Saying what we mean, meaning what we say: Managing miscommunication in archaeological prospection
Bibliographic record
Abstract
Abstract In North America, archaeological prospection has recently undergone a surge in popularity, resulting in higher visibility for both scientific and fringe narratives. This has been partially due to increasingly sensationalized media articles that promote the use of technology to locate overgrown and subsurface features in the landscape. The heightened profile of the field and increasingly sensitive contexts in which it is applied (e.g., locating potential unmarked graves) has expanded the discipline beyond its usual settings where typical archaeological prospection rhetoric and narratives are applied. In this paper, we explore how the presentation of archaeological prospection can impact descendant communities and their burial and cultural spaces. We identify rhetoric, discourse and narrative as key considerations that have resulted in the twisting of interpretations to support fringe narratives. We present two case studies: (1) denialism surrounding unmarked graves at former Indian Residential Schools and (2) the reinterpretation of Indigenous spaces by Graham Hancock's Ancient Apocalypse.
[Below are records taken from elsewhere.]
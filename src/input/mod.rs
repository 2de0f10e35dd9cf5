/// 视频输入系统 (Video Input System)
///
/// 独立采集线程,持续拉取最新帧
/// - Frame:         单帧图像 + 序号 + 采集时间
/// - CaptureDevice: 采集设备接口 (图片回放 / FFmpeg 摄像头)
/// - FrameSource:   单槽"最新帧"缓存, 覆盖写入, 读取永不阻塞
pub mod device;
pub mod frame;
pub mod source;

#[cfg(feature = "ffmpeg")]
pub mod camera;

pub use device::{CaptureDevice, CaptureSettings, ReplayDevice};
pub use frame::Frame;
pub use source::FrameSource;

#[cfg(feature = "ffmpeg")]
pub use camera::{list_camera_devices, FfmpegCamera};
We draw upon these seemingly disparate examples as evidence that ambiguity in scholarly communication and ‘certainty’ in fringe communication can both be used to the detriment of Indigenous and other descendant communities in various ways that we term pseudoarchaeological colonialism. Finally, we recommend strategies on how to disseminate results in non‐harmful ways and confront the wrongful usage of archaeological prospection.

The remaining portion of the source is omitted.